Last night, CNBC broke the bombshell news that Virgin Orbit was pausing operations for at least a week while it looked for funding to support the business. As part of that pause, company executives reportedly told staff in an all-hands meeting that they were being furloughed — and that it would be unpaid.
The news isn’t exactly a surprise. Virgin Orbit’s financial woes have been discussed and dissected by the media for months — including here at TechCrunch — with many wondering how the company could sustainably continue operations.
The first misstep came during the company’s entrance on the public markets via a merger with a special purpose acquisition company (SPAC). That transaction, which Virgin Orbit said would yield as much as $383 million in SPAC proceeds, turned out to yield just $68 million from the SPAC (and $228 million overall).
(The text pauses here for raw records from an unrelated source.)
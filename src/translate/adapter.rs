//! The provider adapter contract.
//!
//! [`ProviderAdapter`] is the typed interface each provider implements: four
//! channels (request, response, stream, error), each with a normalize half
//! (wire → IR) and a transform half (IR → wire). [`WireAdapter`] is its
//! object-safe form working on JSON bytes and values; every `ProviderAdapter`
//! gets it through a blanket impl, which is what lets the registry hold
//! heterogeneous providers behind one `Arc<dyn WireAdapter>`.

use serde::de::DeserializeOwned;
use serde::Serialize;

use super::ir::{IrError, IrRequest, IrResponse, IrStreamEvent};
use crate::error::{BridgeError, Result};
use crate::providers::ProviderKind;

/// How a provider frames its event stream on the wire.
#[derive(Debug, Clone, Copy, Default, PartialEq, Eq)]
pub struct StreamFraming {
    /// Payload marking stream completion; dropped by the chunk buffer.
    pub sentinel: Option<&'static str>,
    /// Frame written after the final event when emitting this protocol.
    pub terminator: Option<&'static str>,
}

/// Per-session state an adapter carries across the events of one stream.
///
/// On the transform side, some protocols repeat the message id and model on
/// every frame, so they are learned from `MessageStart`. Fresh values are used
/// until one is seen. On the normalize side, it holds facts a provider reports
/// early but the IR only carries on `MessageEnd`.
#[derive(Debug, Clone)]
pub struct StreamContext {
    pub id: String,
    pub model: String,
    pub created: i64,
    /// Set by transformers that must open the message before any content.
    pub preamble_sent: bool,
    /// Prompt tokens announced before the final usage.
    pub prompt_tokens: Option<u64>,
    /// Finish reason of a `MessageEnd` held back until its usage arrives.
    /// The session emits it when the stream completes without usage.
    pub pending_end: Option<String>,
}

impl StreamContext {
    pub fn new() -> Self {
        Self {
            id: format!("msg_{}", uuid::Uuid::new_v4().simple()),
            model: String::new(),
            created: chrono::Utc::now().timestamp(),
            preamble_sent: false,
            prompt_tokens: None,
            pending_end: None,
        }
    }

    pub fn observe(&mut self, event: &IrStreamEvent) {
        if let IrStreamEvent::MessageStart { id, model } = event {
            if !id.is_empty() {
                self.id.clone_from(id);
            }
            self.model.clone_from(model);
        }
    }
}

impl Default for StreamContext {
    fn default() -> Self {
        Self::new()
    }
}

/// One provider's wire shapes plus its normalizer and transformer.
///
/// Normalizers fail with [`BridgeError::UnrecognizedRole`] on unknown roles and
/// with [`BridgeError::UnrecognizedStreamEventShape`] on stream events that fit
/// no known pattern. Transformers fail with
/// [`BridgeError::UnsupportedRoleForTarget`] rather than drop a message.
pub trait ProviderAdapter: Send + Sync + 'static {
    type Request: Serialize + DeserializeOwned;
    type Response: Serialize + DeserializeOwned;
    type StreamEvent: Serialize + DeserializeOwned;
    type Error: Serialize + DeserializeOwned;

    fn kind(&self) -> ProviderKind;

    fn framing(&self) -> StreamFraming;

    // -- request channel --

    fn normalize_request(&self, request: &Self::Request) -> Result<IrRequest>;

    fn transform_request(&self, request: &IrRequest) -> Result<Self::Request>;

    // -- response channel --

    fn normalize_response(&self, response: &Self::Response) -> Result<IrResponse>;

    fn transform_response(&self, response: &IrResponse) -> Result<Self::Response>;

    // -- stream channel --

    /// Provider-native error event standing in for a frame that failed to parse.
    fn parse_error_event(&self, message: String) -> Self::StreamEvent;

    /// Translate one provider event into zero or more IR events, in order.
    fn normalize_stream_event(
        &self,
        event: &Self::StreamEvent,
        ctx: &mut StreamContext,
    ) -> Result<Vec<IrStreamEvent>>;

    /// Translate one IR event into zero or more provider events, in order.
    fn transform_stream_event(
        &self,
        event: &IrStreamEvent,
        ctx: &mut StreamContext,
    ) -> Result<Vec<Self::StreamEvent>>;

    /// Strict frame parser: a malformed payload is a [`BridgeError::MalformedFrame`].
    fn try_parse_stream_frame(&self, data: &str) -> Result<Self::StreamEvent> {
        serde_json::from_str(data).map_err(|e| BridgeError::malformed_frame(e.to_string()))
    }

    /// Lenient frame parser used mid-stream: a malformed payload becomes an
    /// in-band parsing error event so the stream stays alive.
    fn parse_stream_frame(&self, data: &str) -> Self::StreamEvent {
        match self.try_parse_stream_frame(data) {
            Ok(event) => event,
            Err(e) => self.parse_error_event(e.to_string()),
        }
    }

    /// Serialize one provider event as a complete wire frame.
    fn encode_stream_event(&self, event: &Self::StreamEvent) -> Result<String> {
        Ok(format!("data: {}\n\n", serde_json::to_string(event)?))
    }

    // -- error channel --

    fn normalize_error(&self, error: &Self::Error) -> IrError;

    fn transform_error(&self, error: &IrError) -> Self::Error;
}

/// Object-safe adapter over raw JSON, implemented for every [`ProviderAdapter`].
pub trait WireAdapter: Send + Sync {
    fn kind(&self) -> ProviderKind;

    fn framing(&self) -> StreamFraming;

    fn normalize_request_json(&self, body: &[u8]) -> Result<IrRequest>;

    fn transform_request_json(&self, request: &IrRequest) -> Result<serde_json::Value>;

    fn normalize_response_json(&self, body: &[u8]) -> Result<IrResponse>;

    fn transform_response_json(&self, response: &IrResponse) -> Result<serde_json::Value>;

    fn normalize_error_json(&self, body: &[u8]) -> Result<IrError>;

    fn transform_error_json(&self, error: &IrError) -> Result<serde_json::Value>;

    /// Parse and normalize one frame payload. Malformed content yields an
    /// in-band `Error` event instead of failing.
    fn normalize_frame(&self, payload: &str, ctx: &mut StreamContext)
        -> Result<Vec<IrStreamEvent>>;

    /// Like [`WireAdapter::normalize_frame`] but malformed content fails.
    fn normalize_frame_strict(
        &self,
        payload: &str,
        ctx: &mut StreamContext,
    ) -> Result<Vec<IrStreamEvent>>;

    /// Transform one IR event and encode the resulting provider events as
    /// wire frames. May be empty.
    fn encode_stream_event(&self, event: &IrStreamEvent, ctx: &mut StreamContext)
        -> Result<String>;
}

impl<A: ProviderAdapter> WireAdapter for A {
    fn kind(&self) -> ProviderKind {
        ProviderAdapter::kind(self)
    }

    fn framing(&self) -> StreamFraming {
        ProviderAdapter::framing(self)
    }

    fn normalize_request_json(&self, body: &[u8]) -> Result<IrRequest> {
        let request: A::Request = serde_json::from_slice(body)?;
        self.normalize_request(&request)
    }

    fn transform_request_json(&self, request: &IrRequest) -> Result<serde_json::Value> {
        Ok(serde_json::to_value(self.transform_request(request)?)?)
    }

    fn normalize_response_json(&self, body: &[u8]) -> Result<IrResponse> {
        let response: A::Response = serde_json::from_slice(body)?;
        self.normalize_response(&response)
    }

    fn transform_response_json(&self, response: &IrResponse) -> Result<serde_json::Value> {
        Ok(serde_json::to_value(self.transform_response(response)?)?)
    }

    fn normalize_error_json(&self, body: &[u8]) -> Result<IrError> {
        let error: A::Error = serde_json::from_slice(body)?;
        Ok(self.normalize_error(&error))
    }

    fn transform_error_json(&self, error: &IrError) -> Result<serde_json::Value> {
        Ok(serde_json::to_value(self.transform_error(error))?)
    }

    fn normalize_frame(
        &self,
        payload: &str,
        ctx: &mut StreamContext,
    ) -> Result<Vec<IrStreamEvent>> {
        let event = self.parse_stream_frame(payload);
        self.normalize_stream_event(&event, ctx)
    }

    fn normalize_frame_strict(
        &self,
        payload: &str,
        ctx: &mut StreamContext,
    ) -> Result<Vec<IrStreamEvent>> {
        let event = self.try_parse_stream_frame(payload)?;
        self.normalize_stream_event(&event, ctx)
    }

    fn encode_stream_event(
        &self,
        event: &IrStreamEvent,
        ctx: &mut StreamContext,
    ) -> Result<String> {
        ctx.observe(event);
        let mut out = String::new();
        for native in self.transform_stream_event(event, ctx)? {
            out.push_str(&ProviderAdapter::encode_stream_event(self, &native)?);
        }
        Ok(out)
    }
}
Since then, the company’s continued to rapidly burn through cash. In the most recent quarterly financial report, filed at the end of the third quarter of last year, Virgin Orbit reported having around $71 million on hand and a net loss of $139.5 million for the nine months through September 2022. The beleaguered company’s fourth-quarter 2022 results will provide even more clarity on its fragile financial situation, though Virgin Orbit has not set a date for when those will be released.
In recent months, Richard Branson’s Virgin Group has thrown the rocket company a series of lifelines, including $25 million in November of last year and another $20 million the following month. The small launch company received another $10 million, also from Virgin Group, in January. Notably, the $20 million investment was a secured note, meaning that Branson’s Virgin Group has first priority for nearly all of the company’s assets, including its aircrafts.
The company hit yet another major stumbling block at the beginning of this year when its much-anticipated launch from Cornwall, U.K., failed due to an issue with a fuel filter in the rocket’s second stage. The failure, which came after a string of successful missions, resulted in a total loss of payload.
That the news isn’t a surprise is exactly the problem. It should’ve never come to a staff furlough. A company’s workforce should never have to bear the brunt of the C-suite’s capital mismanagement. That it happened in this case reveals, at the very least, a serious failure of leadership.
Since the news broke, dozens of Virgin Orbit employees have taken to LinkedIn to let others know that they’re open to work. Fortunately, there is a huge demand for talent in the space industry right now. Should Virgin Orbit shutter operations indefinitely, the hope is that all of Virgin’s workforce — technical and otherwise — find other positions quickly.